Performance of Air-Stable Cs₂SnI₆ Perovskite as Electron Transport Layer in Inverted Bulk Heterojunction Solar Cell

Abstract:

In recent years, perovskite material has been extensively studied due to its unique physical properties and promising application in the third generation of solar cells. In particular, Sn-based perovskite has been considered to replace Pb-based perovskite because of the toxic effects and it can lead to other serious problems related to the environment. Cs₂SnI₆ perovskite has been known to be synthesized in a simple chemical process and it can be produced on a large scale. Moreover, this material is also oxygen and moisture stable due to the high oxidation state of tin. In this study, we synthesize air-stable Cs₂SnI₆ perovskite by the use of the wet chemical process at room temperature. Next, we attempt to fabricate the inverted bulk heterojunction solar cells incorporated Cs₂SnI₆ as electron transport layer in the configuration of ITO/ZnO/Cs₂SnI₆/P3HT:PCBM/PEDOT:PSS/Ag to improve device performance.

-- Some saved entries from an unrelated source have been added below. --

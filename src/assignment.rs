use crate::assigned::{AssignedExam, AssignedQuestion, AssignedSection};
use crate::chooser::{ChoiceContext, Chooser};
use crate::error::{GenerationError, NodeKind};
use crate::generator::GeneratorOptions;
use crate::models::{ExamSpecification, SectionSpecification, StudentInfo};
use crate::randomizer::{Randomizer, SelectionMode};
use crate::skin::{composite, Skin};
use crate::uuids::{create_student_uuid, UuidOptions};
use std::collections::{HashMap, HashSet};
use std::sync::Arc;
use tracing::debug;

pub struct AssignmentBuilder<'a> {
    exam: &'a Arc<ExamSpecification>,
    student: Arc<StudentInfo>,
    options: &'a GeneratorOptions,
    uuids: &'a UuidOptions,
    choice_seed: String,
    skin_seed: String,
    occurrences: HashMap<String, usize>,
    emitted: HashSet<String>,
}

impl<'a> AssignmentBuilder<'a> {
    pub fn new(
        exam: &'a Arc<ExamSpecification>,
        student: Arc<StudentInfo>,
        options: &'a GeneratorOptions,
        uuids: &'a UuidOptions,
    ) -> Self {
        let skin_seed = format!("{}-{}", student.uniqname, exam.exam_id);
        let choice_seed = if options.consistent_randomization {
            exam.exam_id.clone()
        } else {
            skin_seed.clone()
        };
        Self {
            exam,
            student,
            options,
            uuids,
            choice_seed,
            skin_seed,
            occurrences: HashMap::new(),
            emitted: HashSet::new(),
        }
    }

    fn mode(&self) -> SelectionMode {
        if self.options.choose_all {
            SelectionMode::ChooseAll
        } else {
            SelectionMode::Seeded
        }
    }

    fn select<T: Clone>(
        &self,
        chooser: &Chooser<T>,
        seed: String,
        slot: impl FnOnce() -> String,
    ) -> Result<Vec<T>, GenerationError> {
        let mut rand = Randomizer::new(self.mode(), &seed);
        let ctx = ChoiceContext {
            exam: self.exam,
            student: &self.student,
        };
        chooser
            .choose(&ctx, &mut rand)
            .map_err(|source| GenerationError::Selection {
                uniqname: self.student.uniqname.clone(),
                slot: slot(),
                source,
            })
    }

    fn select_skins(
        &self,
        chooser: &Chooser<Arc<Skin>>,
        seed: String,
        slot: impl Fn() -> String,
    ) -> Result<Vec<Arc<Skin>>, GenerationError> {
        let skins = self.select(chooser, seed, &slot)?;
        if skins.is_empty() || (skins.len() > 1 && !self.options.allow_duplicates) {
            return Err(GenerationError::SkinCount {
                uniqname: self.student.uniqname.clone(),
                slot: slot(),
                count: skins.len(),
            });
        }
        Ok(skins)
    }

    /// `<id>` for the first occurrence inside this exam, `<id>-<n>` after,
    /// skipping any suffixed form another node already holds.
    fn occurrence_id(&mut self, base: String) -> String {
        let seen = self.occurrences.entry(base.clone()).or_insert(0);
        loop {
            *seen += 1;
            let id = if *seen == 1 {
                base.clone()
            } else {
                format!("{base}-{seen}")
            };
            if self.emitted.insert(id.clone()) {
                return id;
            }
        }
    }

    fn uuid_for(&self, id: &str) -> String {
        create_student_uuid(self.uuids, &self.student, id)
    }

    pub fn build(mut self) -> Result<AssignedExam, GenerationError> {
        let exam_id = self.exam.exam_id.clone();

        let mut sections: Vec<Arc<SectionSpecification>> = Vec::new();
        for (i, chooser) in self.exam.sections.iter().enumerate() {
            let seed = format!("{}_sections_{i}", self.choice_seed);
            sections.extend(self.select(chooser, seed, || format!("sections[{i}]"))?);
        }
        self.reject_duplicates(
            NodeKind::Section,
            sections.iter().map(|s| s.section_id.as_str()),
        )?;

        let mut assigned_sections = Vec::new();
        for section in &sections {
            let skin_seed = format!("{}_{}_skin", self.skin_seed, section.section_id);
            let section_skins = self.select_skins(&section.skin, skin_seed, || {
                format!("skin of section `{}`", section.section_id)
            })?;

            let mut questions = Vec::new();
            for (i, chooser) in section.questions.iter().enumerate() {
                let seed = format!("{}_{}_questions_{i}", self.choice_seed, section.section_id);
                questions.extend(self.select(chooser, seed, || {
                    format!("questions[{i}] of section `{}`", section.section_id)
                })?);
            }

            for section_skin in section_skins {
                let section_index = assigned_sections.len();
                let mut assigned_questions = Vec::new();
                for question in &questions {
                    let seed = format!(
                        "{}_{}_{}_skin",
                        self.skin_seed, section.section_id, question.question_id
                    );
                    let question_skins = self.select_skins(&question.skin, seed, || {
                        format!(
                            "skin of question `{}` in section `{}`",
                            question.question_id, section.section_id
                        )
                    })?;
                    for question_skin in question_skins {
                        let skin = composite(&section_skin, &question_skin).map_err(|source| {
                            GenerationError::SkinConflict {
                                uniqname: self.student.uniqname.clone(),
                                section_id: section.section_id.clone(),
                                question_id: question.question_id.clone(),
                                source,
                            }
                        })?;
                        let id = self.occurrence_id(format!(
                            "{exam_id}-{}-{}",
                            section.section_id, question.question_id
                        ));
                        assigned_questions.push(AssignedQuestion::new(
                            self.uuid_for(&id),
                            Arc::clone(self.exam),
                            Arc::clone(&self.student),
                            Arc::clone(question),
                            skin,
                            section_index,
                            assigned_questions.len(),
                        ));
                    }
                }
                self.reject_duplicates(
                    NodeKind::Question,
                    assigned_sections
                        .iter()
                        .flat_map(|s: &AssignedSection| s.questions())
                        .chain(assigned_questions.iter())
                        .map(|q| q.question_id()),
                )?;

                let id = self.occurrence_id(format!("{exam_id}-{}", section.section_id));
                assigned_sections.push(AssignedSection::new(
                    self.uuid_for(&id),
                    Arc::clone(section),
                    section_index,
                    section_skin,
                    assigned_questions,
                ));
            }
        }

        let exam = AssignedExam::new(
            self.uuid_for(&exam_id),
            Arc::clone(self.exam),
            Arc::clone(&self.student),
            assigned_sections,
            self.options.allow_duplicates,
        );
        debug!(
            student = %self.student.uniqname,
            uuid = exam.uuid(),
            sections = exam.sections().len(),
            questions = exam.questions().count(),
            points = exam.points_possible(),
            "exam assigned"
        );
        Ok(exam)
    }

    fn reject_duplicates<'i>(
        &self,
        kind: NodeKind,
        ids: impl Iterator<Item = &'i str>,
    ) -> Result<(), GenerationError> {
        if self.options.allow_duplicates {
            return Ok(());
        }
        let mut seen = HashSet::new();
        for id in ids {
            if !seen.insert(id) {
                return Err(GenerationError::DuplicateAssignment {
                    uniqname: self.student.uniqname.clone(),
                    kind,
                    id: id.to_string(),
                });
            }
        }
        Ok(())
    }
}
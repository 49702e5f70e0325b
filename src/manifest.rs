use crate::assigned::{AssignedExam, AssignedQuestion, AssignedSection};
use crate::models::{ExamSpecification, StudentInfo, ValidationIssue};
use chrono::{DateTime, Utc};
use serde::{Deserialize, Serialize};
use std::collections::HashSet;
use std::fmt;
use std::str::FromStr;

#[derive(Debug, Clone, PartialEq, Serialize, Deserialize)]
pub struct QuestionManifest {
    pub question_id: String,
    pub uuid: String,
    pub part_index: usize,
    pub skin_id: String,
    #[serde(rename = "pointsPossible")]
    pub points_possible: f64,
}

#[derive(Debug, Clone, PartialEq, Serialize, Deserialize)]
pub struct SectionManifest {
    pub section_id: String,
    pub uuid: String,
    pub section_index: usize,
    pub skin_id: String,
    pub questions: Vec<QuestionManifest>,
}

#[derive(Debug, Clone, PartialEq, Serialize, Deserialize)]
pub struct ExamManifest {
    pub exam_id: String,
    pub uuid: String,
    pub student: StudentInfo,
    pub timestamp: DateTime<Utc>,
    #[serde(rename = "pointsPossible")]
    pub points_possible: f64,
    pub sections: Vec<SectionManifest>,
}

impl From<&AssignedQuestion> for QuestionManifest {
    fn from(q: &AssignedQuestion) -> Self {
        Self {
            question_id: q.question_id().to_string(),
            uuid: q.uuid().to_string(),
            part_index: q.part_index(),
            skin_id: q.skin().skin_id.clone(),
            points_possible: q.points_possible(),
        }
    }
}

impl From<&AssignedSection> for SectionManifest {
    fn from(s: &AssignedSection) -> Self {
        Self {
            section_id: s.section_id().to_string(),
            uuid: s.uuid().to_string(),
            section_index: s.section_index(),
            skin_id: s.skin().skin_id.clone(),
            questions: s.questions().iter().map(QuestionManifest::from).collect(),
        }
    }
}

impl ExamManifest {
    pub fn from_assigned(exam: &AssignedExam, timestamp: DateTime<Utc>) -> Self {
        Self {
            exam_id: exam.exam().exam_id.clone(),
            uuid: exam.uuid().to_string(),
            student: exam.student().clone(),
            timestamp,
            points_possible: exam.points_possible(),
            sections: exam.sections().iter().map(SectionManifest::from).collect(),
        }
    }

    pub fn question(&self, uuid: &str) -> Option<&QuestionManifest> {
        self.sections
            .iter()
            .flat_map(|s| s.questions.iter())
            .find(|q| q.uuid == uuid)
    }

    /// Every section and question id the manifest mentions must exist in `exam`.
    pub fn check_against(&self, exam: &ExamSpecification) -> Result<(), Vec<ValidationIssue>> {
        let mut issues = Vec::new();
        if self.exam_id != exam.exam_id {
            issues.push(ValidationIssue {
                field: "exam_id".into(),
                issue: format!("`{}` does not match exam `{}`", self.exam_id, exam.exam_id),
            });
        }

        let mut section_ids = HashSet::new();
        let mut question_ids = HashSet::new();
        for section in exam.sections.iter().flat_map(|c| c.candidates()) {
            section_ids.insert(section.section_id.as_str());
            for question in section.questions.iter().flat_map(|c| c.candidates()) {
                question_ids.insert(question.question_id.as_str());
            }
        }

        for (i, section) in self.sections.iter().enumerate() {
            if !section_ids.contains(section.section_id.as_str()) {
                issues.push(ValidationIssue {
                    field: format!("sections[{i}].section_id"),
                    issue: format!("unknown section `{}`", section.section_id),
                });
            }
            for (j, question) in section.questions.iter().enumerate() {
                if !question_ids.contains(question.question_id.as_str()) {
                    issues.push(ValidationIssue {
                        field: format!("sections[{i}].questions[{j}].question_id"),
                        issue: format!("unknown question `{}`", question.question_id),
                    });
                }
            }
        }

        if issues.is_empty() {
            Ok(())
        } else {
            Err(issues)
        }
    }
}

#[derive(Debug, Clone, Copy, Default, PartialEq, Eq, Serialize, Deserialize)]
#[serde(rename_all = "lowercase")]
pub enum FilenameStrategy {
    #[default]
    Uniqname,
    Uuid,
}

impl FromStr for FilenameStrategy {
    type Err = String;

    fn from_str(s: &str) -> Result<Self, Self::Err> {
        match s.trim().to_ascii_lowercase().as_str() {
            "uniqname" => Ok(FilenameStrategy::Uniqname),
            "uuid" => Ok(FilenameStrategy::Uuid),
            other => Err(format!(
                "unknown filename strategy `{other}` (expected uniqname or uuid)"
            )),
        }
    }
}

impl fmt::Display for FilenameStrategy {
    fn fmt(&self, f: &mut fmt::Formatter<'_>) -> fmt::Result {
        match self {
            FilenameStrategy::Uniqname => f.write_str("uniqname"),
            FilenameStrategy::Uuid => f.write_str("uuid"),
        }
    }
}

#[derive(Debug, Clone, PartialEq, Eq, Serialize, Deserialize)]
pub struct StudentFilename {
    pub uniqname: String,
    pub filename_base: String,
}

impl StudentFilename {
    pub fn for_exam(exam: &AssignedExam, strategy: FilenameStrategy) -> Self {
        let uniqname = exam.student().uniqname.clone();
        let filename_base = match strategy {
            FilenameStrategy::Uniqname => format!("{}-{}", uniqname, exam.exam().exam_id),
            FilenameStrategy::Uuid => exam.uuid().to_string(),
        };
        Self {
            uniqname,
            filename_base,
        }
    }
}

pub fn filenames_csv(rows: &[StudentFilename]) -> Result<String, csv::Error> {
    let mut writer = csv::Writer::from_writer(Vec::new());
    for row in rows {
        writer.serialize(row)?;
    }
    let bytes = writer
        .into_inner()
        .map_err(|err| csv::Error::from(err.into_error()))?;
    Ok(String::from_utf8_lossy(&bytes).into_owned())
}

#[cfg(test)]
mod tests {
    use super::*;
    use crate::chooser::Chooser;
    use crate::models::{QuestionSpecification, SectionSpecification};
    use crate::skin::Skin;
    use std::sync::Arc;

    fn manifest() -> ExamManifest {
        ExamManifest {
            exam_id: "exam".into(),
            uuid: "abc-exam".into(),
            student: StudentInfo {
                uniqname: "abc".into(),
                name: "A".into(),
            },
            timestamp: DateTime::<Utc>::from_timestamp(1_700_000_000, 0).unwrap(),
            points_possible: 8.0,
            sections: vec![SectionManifest {
                section_id: "s1".into(),
                uuid: "abc-exam-s1".into(),
                section_index: 0,
                skin_id: "default".into(),
                questions: vec![QuestionManifest {
                    question_id: "q1".into(),
                    uuid: "abc-exam-s1-q1".into(),
                    part_index: 0,
                    skin_id: "default".into(),
                    points_possible: 8.0,
                }],
            }],
        }
    }

    fn exam_spec(question_id: &str) -> ExamSpecification {
        let question = Arc::new(QuestionSpecification {
            question_id: question_id.into(),
            points_possible: 8.0,
            mk_description: None,
            response: serde_json::Value::Null,
            skin: Chooser::fixed(Skin::default_skin()),
            tags: Vec::new(),
            media_dir: None,
        });
        let section = Arc::new(SectionSpecification {
            section_id: "s1".into(),
            title: "S".into(),
            mk_intro: None,
            mk_reference: None,
            questions: vec![Chooser::fixed(question)],
            skin: Chooser::fixed(Skin::default_skin()),
            media_dir: None,
        });
        ExamSpecification {
            exam_id: "exam".into(),
            title: "Exam".into(),
            mk_intro: None,
            mk_bottom_message: None,
            sections: vec![Chooser::fixed(section)],
        }
    }

    #[test]
    fn manifest_json_field_names() {
        let value = serde_json::to_value(manifest()).unwrap();
        assert_eq!(value["uuid"], "abc-exam");
        assert_eq!(value["student"]["uniqname"], "abc");
        assert_eq!(value["pointsPossible"], 8.0);
        assert_eq!(value["sections"][0]["questions"][0]["pointsPossible"], 8.0);
        assert_eq!(value["sections"][0]["questions"][0]["question_id"], "q1");
        assert!(value.get("points_possible").is_none());
    }

    #[test]
    fn lookup_question_by_uuid() {
        let m = manifest();
        assert_eq!(m.question("abc-exam-s1-q1").unwrap().question_id, "q1");
        assert!(m.question("nope").is_none());
    }

    #[test]
    fn check_against_flags_unknown_ids() {
        assert!(manifest().check_against(&exam_spec("q1")).is_ok());
        let issues = manifest().check_against(&exam_spec("q9")).unwrap_err();
        assert_eq!(issues.len(), 1);
        assert_eq!(issues[0].field, "sections[0].questions[0].question_id");
    }

    #[test]
    fn filenames_render_as_csv() {
        let csv = filenames_csv(&[
            StudentFilename {
                uniqname: "abc".into(),
                filename_base: "abc-exam".into(),
            },
            StudentFilename {
                uniqname: "o,neil".into(),
                filename_base: "x".into(),
            },
        ])
        .unwrap();
        assert_eq!(csv, "uniqname,filename_base\nabc,abc-exam\n\"o,neil\",x\n");
    }
}
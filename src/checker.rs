use crate::assigned::AssignedExam;
use crate::error::{GenerationError, NodeKind};
use crate::models::{QuestionSpecification, SectionSpecification};
use serde::{Deserialize, Serialize};
use std::collections::{BTreeMap, HashMap};
use std::sync::Arc;
use tracing::debug;

#[derive(Debug)]
struct UsageEntry<T> {
    representative: Arc<T>,
    count: usize,
}

#[derive(Debug, Clone, Default, PartialEq, Eq, Serialize, Deserialize)]
pub struct UsageStats {
    pub sections: BTreeMap<String, usize>,
    pub questions: BTreeMap<String, usize>,
}

#[derive(Debug, Default)]
pub struct ConsistencyChecker {
    sections: HashMap<String, UsageEntry<SectionSpecification>>,
    questions: HashMap<String, UsageEntry<QuestionSpecification>>,
    reference_points: Option<(String, f64)>,
}

fn record<T>(
    table: &mut HashMap<String, UsageEntry<T>>,
    kind: NodeKind,
    id: &str,
    spec: &Arc<T>,
    uniqname: &str,
) -> Result<(), GenerationError> {
    match table.get_mut(id) {
        Some(entry) if Arc::ptr_eq(&entry.representative, spec) => {
            entry.count += 1;
            Ok(())
        }
        Some(_) => Err(GenerationError::SpecificationDrift {
            uniqname: uniqname.to_string(),
            kind,
            id: id.to_string(),
        }),
        None => {
            table.insert(
                id.to_string(),
                UsageEntry {
                    representative: Arc::clone(spec),
                    count: 1,
                },
            );
            Ok(())
        }
    }
}

impl ConsistencyChecker {
    pub fn new() -> Self {
        Self::default()
    }

    pub fn check(&mut self, exam: &AssignedExam) -> Result<(), GenerationError> {
        let uniqname = exam.student().uniqname.as_str();
        for section in exam.sections() {
            record(
                &mut self.sections,
                NodeKind::Section,
                section.section_id(),
                section.section(),
                uniqname,
            )?;
            for question in section.questions() {
                record(
                    &mut self.questions,
                    NodeKind::Question,
                    question.question_id(),
                    question.question(),
                    uniqname,
                )?;
            }
        }

        match &self.reference_points {
            None => {
                debug!(
                    student = uniqname,
                    points = exam.points_possible(),
                    "reference point total set"
                );
                self.reference_points = Some((uniqname.to_string(), exam.points_possible()));
            }
            Some((reference, expected)) if *expected != exam.points_possible() => {
                return Err(GenerationError::PointTotalMismatch {
                    uniqname: uniqname.to_string(),
                    actual: exam.points_possible(),
                    reference: reference.clone(),
                    expected: *expected,
                });
            }
            Some(_) => {}
        }
        Ok(())
    }

    pub fn points_possible(&self) -> Option<f64> {
        self.reference_points.as_ref().map(|(_, points)| *points)
    }

    pub fn stats(&self) -> UsageStats {
        UsageStats {
            sections: self
                .sections
                .iter()
                .map(|(id, e)| (id.clone(), e.count))
                .collect(),
            questions: self
                .questions
                .iter()
                .map(|(id, e)| (id.clone(), e.count))
                .collect(),
        }
    }
}
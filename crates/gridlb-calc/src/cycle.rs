//! One balancing calculation pass.
//!
//! Mirrors what the control loop does each cycle: hold configured
//! maintenance nodes out of the pass, refresh aggregated resources,
//! measure balanciness, pick the most free node, and record both
//! outcomes in `meta.balancing`. Migration itself happens elsewhere.
//!
//! Configured maintenance is an overlay for the pass only. The
//! `maintenance` flag in the snapshot belongs to the collector and is
//! left as it was found.

use serde::Serialize;
use tracing::{info, warn};

use gridlb_core::{GridlbConfig, Metric, Mode, NodeId};
use gridlb_state::{BalancinessReport, ClusterState, NextNode};

use crate::aggregator::{AggregationSummary, update_node_resources};
use crate::balanciness::assess_balanciness;
use crate::selector::{SelectionRequest, get_most_free_node};

/// Inputs for a cycle, usually taken from `gridlb.toml`.
#[derive(Debug, Clone, PartialEq)]
pub struct CycleSettings {
    pub request: SelectionRequest,
    pub balanciness: f64,
    pub maintenance_nodes: Vec<NodeId>,
}

impl Default for CycleSettings {
    fn default() -> Self {
        Self::from(&GridlbConfig::default())
    }
}

impl From<&GridlbConfig> for CycleSettings {
    fn from(config: &GridlbConfig) -> Self {
        Self {
            request: SelectionRequest {
                metric: config.balancing.metric,
                mode: config.balancing.mode,
                return_node: config.balancing.return_node,
            },
            balanciness: config.balancing.balanciness,
            maintenance_nodes: config.cluster.maintenance_nodes.clone(),
        }
    }
}

impl CycleSettings {
    pub fn metric(&self) -> Metric {
        self.request.metric
    }

    pub fn mode(&self) -> Mode {
        self.request.mode
    }
}

/// Outcome of a single cycle.
#[derive(Debug, Clone, PartialEq, Serialize)]
pub struct CycleReport {
    /// Configured maintenance nodes that exist in the cluster and were
    /// held out of this pass.
    pub maintenance_applied: Vec<NodeId>,
    pub refreshed_nodes: usize,
    pub consumed_samples: usize,
    pub balanciness: BalancinessReport,
    pub next_node: NextNode,
}

/// Run one calculation pass over `state`, recording the results in
/// `state.meta.balancing`.
pub fn run_cycle(state: &mut ClusterState, settings: &CycleSettings) -> CycleReport {
    let mut maintenance_applied = Vec::new();
    // Nodes whose flag this pass raised, lowered again before returning.
    let mut overlaid = Vec::new();
    for name in &settings.maintenance_nodes {
        match state.node(name).map(|n| n.maintenance) {
            Some(already) => {
                if !already {
                    state.set_maintenance(name, true);
                    overlaid.push(name.as_str());
                }
                maintenance_applied.push(name.clone());
            }
            None => warn!(node = %name, "configured maintenance node not in cluster"),
        }
    }

    let AggregationSummary {
        refreshed_nodes,
        consumed_samples,
        ..
    } = update_node_resources(state);

    let balanciness = assess_balanciness(
        state,
        settings.metric(),
        settings.mode(),
        settings.balanciness,
    );
    state.meta.balancing.record_balanciness(balanciness.clone());

    let outcome = get_most_free_node(state, &settings.request);
    let next_node = state.meta.balancing.record_next_node(outcome).clone();

    for name in overlaid {
        state.set_maintenance(name, false);
    }

    match next_node.candidate() {
        Some(candidate) => info!(
            node = candidate.name(),
            metric = %settings.metric(),
            mode = %settings.mode(),
            spread = balanciness.spread,
            needs_balancing = balanciness.needs_balancing,
            "balancing cycle complete"
        ),
        None => warn!(
            nodes = state.nodes.len(),
            metric = %settings.metric(),
            mode = %settings.mode(),
            "balancing cycle found no eligible node"
        ),
    }

    CycleReport {
        maintenance_applied,
        refreshed_nodes,
        consumed_samples,
        balanciness,
        next_node,
    }
}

The Cs₂SnI₆ perovskite shows an Fm-3m space group with a cubic lattice parameter of 11.62Å confirmed by X-Ray Diffraction (XRD) measurement, while UV-Vis measurement indicates this type of perovskite has direct band gap ~3.1 eV. The fabricated solar cell device reveals the enhancement in current density at short circuit condition (J_sc) from 64.69 mA/cm² to 77.02 mA/cm² with the addition of 2.25 mg/ml Cs₂SnI₆ along with the enhancement of power conversion efficiency (PCE) from 7.05% to 9.75% as characterized by J-V measurement. In our case, the voltage at open circuit condition (V_oc) of the device does not perform significant improvement. Besides, it is found that the solar cell devices are quite stable even after exposure in the air for six weeks after fabrication, as indicated by PCE performance.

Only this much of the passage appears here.